Opinión

¡FLAP!

A solas se sentía desconectado de todos los apoyos sociales que podrían ayudarle a superar la crisis. Aquel que estaba afectado era inmediatamente recluido en un lugar al que nadie acudía por temor al contagio. Él, sin pretenderlo, se había convertido en un personaje de horror como lo eran aquellos seres febriles que le visitaban.

Pasaron por su mente todas las historias de miedo que había leído. Aquel era un horror de papel, de tinta impresa. Aficionado a ellas recordó todos los personajes de las novelas góticas y las de Allan Poe, de Lovecraft, de Espronceda, de Bécquer, de Alarcón, de la Pardo Bazán (especialmente “La Resucitada”). De Palacio Valdés, las de Pio Baroja, e incluso las de aquel columnista de las gafas doradas que escribía los viernes.

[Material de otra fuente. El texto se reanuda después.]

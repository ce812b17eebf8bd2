//! Collector statistics endpoint

use axum::{Json, extract::State};

use crate::api::{error::ApiResult, state::ApiState, types::StatsResponse};

/// GET /api/v1/stats
///
/// Row counts of the store plus ingestion counters since startup
pub async fn get_stats(State(state): State<ApiState>) -> ApiResult<Json<StatsResponse>> {
    let storage = state.storage.get_stats().await?;

    Ok(Json(StatsResponse {
        timestamp: chrono::Utc::now().to_rfc3339(),
        storage,
        ingest: state.ingestor.stats(),
    }))
}
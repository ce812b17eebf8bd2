//! Helper functions for integration tests

#![allow(dead_code)]

use std::net::{IpAddr, Ipv4Addr};
use std::time::Duration;

use monit_collector::ingest::Ingestor;
use monit_collector::storage::SqliteBackend;
use sqlx::SqlitePool;
use tempfile::TempDir;

/// Collection time stamped on every service of [`report`]
pub const COLLECTED_SEC: i64 = 1_706_634_789;

/// A fresh store in a temporary directory and an ingestor writing to it
pub struct TestCollector {
    pub dir: TempDir,
    pub backend: SqliteBackend,
    pub ingestor: Ingestor,
}

impl TestCollector {
    pub async fn new() -> Self {
        let dir = tempfile::tempdir().unwrap();
        let backend = SqliteBackend::new(dir.path().join("collector.db"))
            .await
            .unwrap();
        let ingestor = Ingestor::new(backend.pool().clone(), Duration::from_secs(30));

        Self {
            dir,
            backend,
            ingestor,
        }
    }

    pub fn pool(&self) -> &SqlitePool {
        self.backend.pool()
    }

    pub async fn count(&self, table: &str) -> i64 {
        count(self.pool(), table).await
    }
}

pub async fn count(pool: &SqlitePool, table: &str) -> i64 {
    sqlx::query_scalar(&format!("SELECT COUNT(*) FROM {table}"))
        .fetch_one(pool)
        .await
        .unwrap()
}

/// Names of the stored services of `monit_id`, sorted
pub async fn service_names(pool: &SqlitePool, monit_id: &str) -> Vec<String> {
    sqlx::query_scalar(
        "SELECT n.name FROM service s \
         JOIN host h ON h.id = s.hostid \
         JOIN name n ON n.id = s.nameid \
         WHERE h.monitid = ? ORDER BY n.name",
    )
    .bind(monit_id)
    .fetch_all(pool)
    .await
    .unwrap()
}

pub fn agent_addr() -> IpAddr {
    IpAddr::V4(Ipv4Addr::new(192, 168, 1, 10))
}

/// Build a report for `monit_id` with the given service and trailing elements
pub fn report(monit_id: &str, incarnation: i64, body: &str) -> String {
    format!(
        r#"<?xml version="1.0" encoding="UTF-8"?>
<monit>
  <server>
    <id>{monit_id}</id>
    <incarnation>{incarnation}</incarnation>
    <version>5.33.0</version>
    <localhostname>host-{monit_id}</localhostname>
    <controlfile>/etc/monit/monitrc</controlfile>
    <poll>60</poll>
  </server>
  <platform><name>Linux</name><machine>x86_64</machine><cpu>4</cpu></platform>
  {body}
</monit>"#
    )
}

/// A system service with load averages and memory percent
pub fn system_service(avg01: f64) -> String {
    format!(
        "<service type=\"5\"><name>system</name><status>0</status><monitor>1</monitor>\
         <collected_sec>{COLLECTED_SEC}</collected_sec>\
         <system><load><avg01>{avg01}</avg01><avg05>1.10</avg05><avg15>0.95</avg15></load>\
         <memory><percent>45.8</percent></memory></system></service>"
    )
}

/// A process service with memory percent
pub fn process_service(name: &str, percent: f64) -> String {
    format!(
        "<service type=\"3\"><name>{name}</name><status>0</status><monitor>1</monitor>\
         <collected_sec>{COLLECTED_SEC}</collected_sec>\
         <process><pid>1234</pid><memory><percent>{percent}</percent></memory></process></service>"
    )
}

pub fn service_group(name: &str, members: &[&str]) -> String {
    let members: String = members
        .iter()
        .map(|m| format!("<service>{m}</service>"))
        .collect();
    format!("<servicegroups><servicegroup name=\"{name}\">{members}</servicegroup></servicegroups>")
}

pub fn event(service: &str, message: &str) -> String {
    format!(
        "<event><collected_sec>{COLLECTED_SEC}</collected_sec><collected_usec>42</collected_usec>\
         <service>{service}</service><type>3</type><id>512</id><state>1</state><action>1</action>\
         <message>{message}</message></event>"
    )
}
//! API response types

use serde::Serialize;

use crate::ingest::IngestStatsSnapshot;
use crate::storage::schema::{
    DashboardSummary, EventRow, GroupRow, HostRow, ServiceRow, StatisticPointRow,
};
use crate::storage::{HealthStatus, StorageStats};

/// Health check response
#[derive(Debug, Clone, Serialize)]
pub struct HealthResponse {
    /// "ok" when the database answers, "degraded" otherwise
    pub status: String,
    pub timestamp: String,
    pub storage: HealthStatus,
}

/// Collector statistics
#[derive(Debug, Clone, Serialize)]
pub struct StatsResponse {
    pub timestamp: String,
    pub storage: StorageStats,
    pub ingest: IngestStatsSnapshot,
}

#[derive(Debug, Clone, Serialize)]
pub struct HostsResponse {
    pub hosts: Vec<HostRow>,
    pub count: usize,
}

/// One host with its service groups
#[derive(Debug, Clone, Serialize)]
pub struct HostDetailResponse {
    #[serde(flatten)]
    pub host: HostRow,
    pub groups: Vec<GroupRow>,
}

#[derive(Debug, Clone, Serialize)]
pub struct ServicesResponse {
    pub host_id: i64,
    pub services: Vec<ServiceRow>,
    pub count: usize,
}

#[derive(Debug, Clone, Serialize)]
pub struct EventsResponse {
    pub host_id: i64,
    pub events: Vec<EventRow>,
    pub count: usize,
}

/// Events across hosts, one page at a time
#[derive(Debug, Clone, Serialize)]
pub struct EventListResponse {
    pub events: Vec<EventRow>,
    pub count: usize,
    pub limit: usize,
    pub offset: usize,
}

#[derive(Debug, Clone, Serialize)]
pub struct DashboardResponse {
    pub timestamp: String,
    #[serde(flatten)]
    pub summary: DashboardSummary,
    /// Newest active events
    pub recent_events: Vec<EventRow>,
}

#[derive(Debug, Clone, Serialize)]
pub struct StatisticsResponse {
    pub service_id: i64,
    pub points: Vec<StatisticPointRow>,
    pub count: usize,
}
//! Error types for storage operations

use thiserror::Error;

/// Result type alias for storage operations
pub type StorageResult<T> = Result<T, StorageError>;

/// Errors that can occur during storage operations
#[derive(Debug, Error)]
pub enum StorageError {
    /// Database connection failed
    #[error("failed to connect to storage backend: {0}")]
    ConnectionFailed(String),

    /// Database query failed
    #[error("storage query failed: {0}")]
    QueryFailed(String),

    /// Migration failed
    #[error("database migration failed: {0}")]
    MigrationFailed(String),

    /// I/O error (file access, etc.)
    #[error("I/O error: {0}")]
    IoError(#[from] std::io::Error),
}

impl From<sqlx::Error> for StorageError {
    fn from(err: sqlx::Error) -> Self {
        match err {
            sqlx::Error::Io(io_err) => StorageError::IoError(io_err),
            sqlx::Error::RowNotFound => StorageError::QueryFailed("no rows found".to_string()),
            sqlx::Error::PoolTimedOut | sqlx::Error::PoolClosed => {
                StorageError::ConnectionFailed(err.to_string())
            }
            _ => StorageError::QueryFailed(err.to_string()),
        }
    }
}

impl From<sqlx::migrate::MigrateError> for StorageError {
    fn from(err: sqlx::migrate::MigrateError) -> Self {
        StorageError::MigrationFailed(err.to_string())
    }
}
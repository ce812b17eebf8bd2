//! Service group reconciliation
//!
//! Group rows are found or created per (host, group name). Their membership
//! is replaced wholesale by what the current report says; groups the report
//! does not mention keep their last known members.

use std::collections::{BTreeSet, HashMap};

use serde::Serialize;
use sqlx::{QueryBuilder, Sqlite, SqliteConnection};
use tracing::{debug, instrument};

use super::{MAX_BINDS, names};
use crate::id;
use crate::report::ServiceGroupDescriptor;
use crate::storage::StorageResult;

#[derive(Debug, Clone, Copy, Default, PartialEq, Eq, Serialize)]
pub struct GroupReconciliation {
    /// Groups whose membership was rewritten
    pub groups: usize,
    /// Membership rows written
    pub members: usize,
    /// Members naming a service that is not part of the report
    pub skipped: usize,
}

/// Replace the memberships of every group in `groups`
///
/// `service_names` maps the service names of the current report to their
/// name ids; members outside of it are skipped.
#[instrument(skip(conn, groups, service_names), fields(count = groups.len()))]
pub async fn reconcile(
    conn: &mut SqliteConnection,
    host_id: i64,
    groups: &[ServiceGroupDescriptor],
    service_names: &HashMap<String, i64>,
) -> StorageResult<GroupReconciliation> {
    if groups.is_empty() {
        return Ok(GroupReconciliation::default());
    }

    let group_names: Vec<&str> = groups.iter().map(|g| g.name.as_str()).collect();
    let name_ids = names::resolve_batch(conn, &group_names).await?;

    // A group listed twice keeps the members of its last occurrence
    let mut memberships: HashMap<i64, BTreeSet<i64>> = HashMap::new();
    let mut skipped = 0;
    for group in groups {
        let group_name_id = names::id_of(&name_ids, &group.name)?;
        let mut members = BTreeSet::new();
        for member in &group.members {
            match service_names.get(member) {
                Some(name_id) => {
                    members.insert(*name_id);
                }
                None => {
                    debug!(group = %group.name, member = %member, "skipping unknown group member");
                    skipped += 1;
                }
            }
        }
        memberships.insert(group_name_id, members);
    }

    let group_ids = find_or_create(conn, host_id, memberships.keys().copied()).await?;

    let targets: Vec<i64> = group_ids.values().copied().collect();
    for chunk in targets.chunks(MAX_BINDS) {
        let mut builder: QueryBuilder<Sqlite> =
            QueryBuilder::new("DELETE FROM servicegroup_service WHERE servicegroupid IN (");
        let mut list = builder.separated(", ");
        for group_id in chunk {
            list.push_bind(*group_id);
        }
        list.push_unseparated(")");
        builder.build().execute(&mut *conn).await?;
    }

    let rows: Vec<(i64, i64)> = memberships
        .iter()
        .filter_map(|(name_id, members)| group_ids.get(name_id).map(|id| (*id, members)))
        .flat_map(|(group_id, members)| members.iter().map(move |member| (group_id, *member)))
        .collect();

    for chunk in rows.chunks(MAX_BINDS / 2) {
        let mut builder: QueryBuilder<Sqlite> =
            QueryBuilder::new("INSERT INTO servicegroup_service (servicegroupid, servicenameid) ");
        builder.push_values(chunk, |mut row, (group_id, member)| {
            row.push_bind(*group_id).push_bind(*member);
        });
        builder.build().execute(&mut *conn).await?;
    }

    Ok(GroupReconciliation {
        groups: group_ids.len(),
        members: rows.len(),
        skipped,
    })
}

/// Group ids keyed by group name id
async fn find_or_create(
    conn: &mut SqliteConnection,
    host_id: i64,
    name_ids: impl Iterator<Item = i64>,
) -> StorageResult<HashMap<i64, i64>> {
    let wanted: Vec<i64> = name_ids.collect();
    let rows: Vec<(i64, i64)> = id::next_ids(wanted.len())
        .into_iter()
        .zip(wanted.iter().copied())
        .collect();

    for chunk in rows.chunks(MAX_BINDS / 3) {
        let mut builder: QueryBuilder<Sqlite> =
            QueryBuilder::new("INSERT INTO servicegroup (id, hostid, nameid) ");
        builder.push_values(chunk, |mut row, (id, name_id)| {
            row.push_bind(*id).push_bind(host_id).push_bind(*name_id);
        });
        builder.push(" ON CONFLICT (hostid, nameid) DO NOTHING");
        builder.build().execute(&mut *conn).await?;
    }

    let stored: Vec<(i64, i64)> =
        sqlx::query_as("SELECT nameid, id FROM servicegroup WHERE hostid = ?")
            .bind(host_id)
            .fetch_all(&mut *conn)
            .await?;

    Ok(stored
        .into_iter()
        .filter(|(name_id, _)| wanted.contains(name_id))
        .collect())
}
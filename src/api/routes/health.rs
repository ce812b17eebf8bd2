//! Health check endpoint

use axum::{Json, extract::State};

use crate::api::{error::ApiResult, state::ApiState, types::HealthResponse};

/// GET /api/v1/health
///
/// Pings the database; an unreachable store reports `degraded` instead of failing
pub async fn health_check(State(state): State<ApiState>) -> ApiResult<Json<HealthResponse>> {
    let storage = state.storage.health_check().await?;
    let status = if storage.healthy { "ok" } else { "degraded" };

    Ok(Json(HealthResponse {
        status: status.to_string(),
        timestamp: chrono::Utc::now().to_rfc3339(),
        storage,
    }))
}
//! Event listing and fleet overview

use axum::{
    Json,
    extract::{Query, State},
};
use chrono::Utc;
use serde::Deserialize;

use crate::api::{
    error::{ApiError, ApiResult},
    state::ApiState,
    types::{DashboardResponse, EventListResponse},
};
use crate::storage::EventQuery;

/// Default number of events returned per request
pub(super) const DEFAULT_EVENT_LIMIT: usize = 100;

/// Upper bound for the `limit` parameter
pub(super) const MAX_EVENT_LIMIT: usize = 1000;

/// Events shown on the dashboard
const RECENT_EVENTS: usize = 10;

#[derive(Debug, Deserialize)]
pub struct EventListParams {
    hostid: Option<i64>,
    active: Option<bool>,
    limit: Option<usize>,
    offset: Option<usize>,
}

/// Validate an optional `limit` parameter
pub(super) fn event_limit(limit: Option<usize>) -> ApiResult<usize> {
    match limit.unwrap_or(DEFAULT_EVENT_LIMIT) {
        limit @ 1..=MAX_EVENT_LIMIT => Ok(limit),
        _ => Err(ApiError::InvalidRequest(format!(
            "limit must be between 1 and {MAX_EVENT_LIMIT}"
        ))),
    }
}

/// GET /api/v1/events?hostid=N&active=true&limit=N&offset=N
///
/// An unknown `hostid` yields an empty list, not a 404.
pub async fn list_events(
    State(state): State<ApiState>,
    Query(params): Query<EventListParams>,
) -> ApiResult<Json<EventListResponse>> {
    let limit = event_limit(params.limit)?;
    let offset = params.offset.unwrap_or(0);

    let events = state
        .storage
        .list_events(EventQuery {
            host_id: params.hostid,
            active_only: params.active.unwrap_or(false),
            limit,
            offset,
        })
        .await?;
    let count = events.len();

    Ok(Json(EventListResponse {
        events,
        count,
        limit,
        offset,
    }))
}

/// GET /api/v1/dashboard
pub async fn dashboard(State(state): State<ApiState>) -> ApiResult<Json<DashboardResponse>> {
    let summary = state.storage.dashboard().await?;
    let recent_events = state
        .storage
        .list_events(EventQuery {
            active_only: true,
            limit: RECENT_EVENTS,
            ..Default::default()
        })
        .await?;

    Ok(Json(DashboardResponse {
        timestamp: Utc::now().to_rfc3339(),
        summary,
        recent_events,
    }))
}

Desde la cama, tumbado boca arriba, vio cómo todos ellos giraban como una noria a su redor. Pero ahora no eran de tinta sino de verdad de la buena. Le empujaban si se ponía de lado, le hacían unas odiosas cosquillas si se echaba boca abajo. Le chillaban al oído. Le injuriaban si tosía constantemente…  Se volvían más impertinentes cuando le subía la fiebre y la frente era una torrija.

Lo que peor llevaba era la respiración. Una toma de aliento a trozos minúsculos. El aire de la habitación, ahora tan cargado de olores de botica, le entraba con dificultad, le bajaba por la garganta y en el pulmón le provocaba un dolor seco. Entonces se incorporaba un poco y cerrando los puños inhalaba, e intentaba espirar suavemente. Otras veces tomaba aire y lo lanzaba de manera brusca. Entonces las pequeñas gotas se expandían en su habitáculo que era ya un cuchitril moderno.

En la pequeña pantalla seguían con la misma monserga de antes y de antes de antes y de mucho antes. Les habían dicho que el pico de la infección de aquel virus maligno estaba a punto de producirse. Y después ya se sabe… a bajar la campana de Gauss. Pero… el número de afectados subía constantemente. Tantas informaciones con datos siempre alarmantes le habían producido miedo y el miedo un síndrome vegetativo ansioso. Una disminución del volumen sanguíneo y una caída rápida de la tensión, una permeabilización de los capilares, como en los casos de shock. Sabía que muchas de las muertes no eran producidas por el dichoso virus desconocido sino que tenían ese origen psicógeno.

Debía cambiar las sábanas empapadas de sudor, pero la musculatura se le negaba y volvía a ponerse boca arriba. Era un día cualquiera de 2082. La luz de la mañana se asomaba por su ventana como una criada curiosa y sinvergüenza.

Metió, sin ver, la mano en el cajón de la mesita. Era un cajón desastre. Fotos, un sacapuntas, una antigua pila de voltio y medio, un bolígrafo inútil, puro testimonio de un tiempo en el que se escribía a mano, un chisme y otro chisme, unos pañuelos de papel, una cucharilla rígida y un curioso recuerdo de su madre, un collar de bolitas del que colgaba una pequeña cruz plateada. Tenía una raquítica tarjeta atada por un cordón verde en la que con dificultad aún podía leerse: “Pandemia de 2020. Para rezar despacio”. 

Se incorporó y carraspeó dos veces. Los personajes de los cuentos de terror… ¡flap!...  ya se habían ido.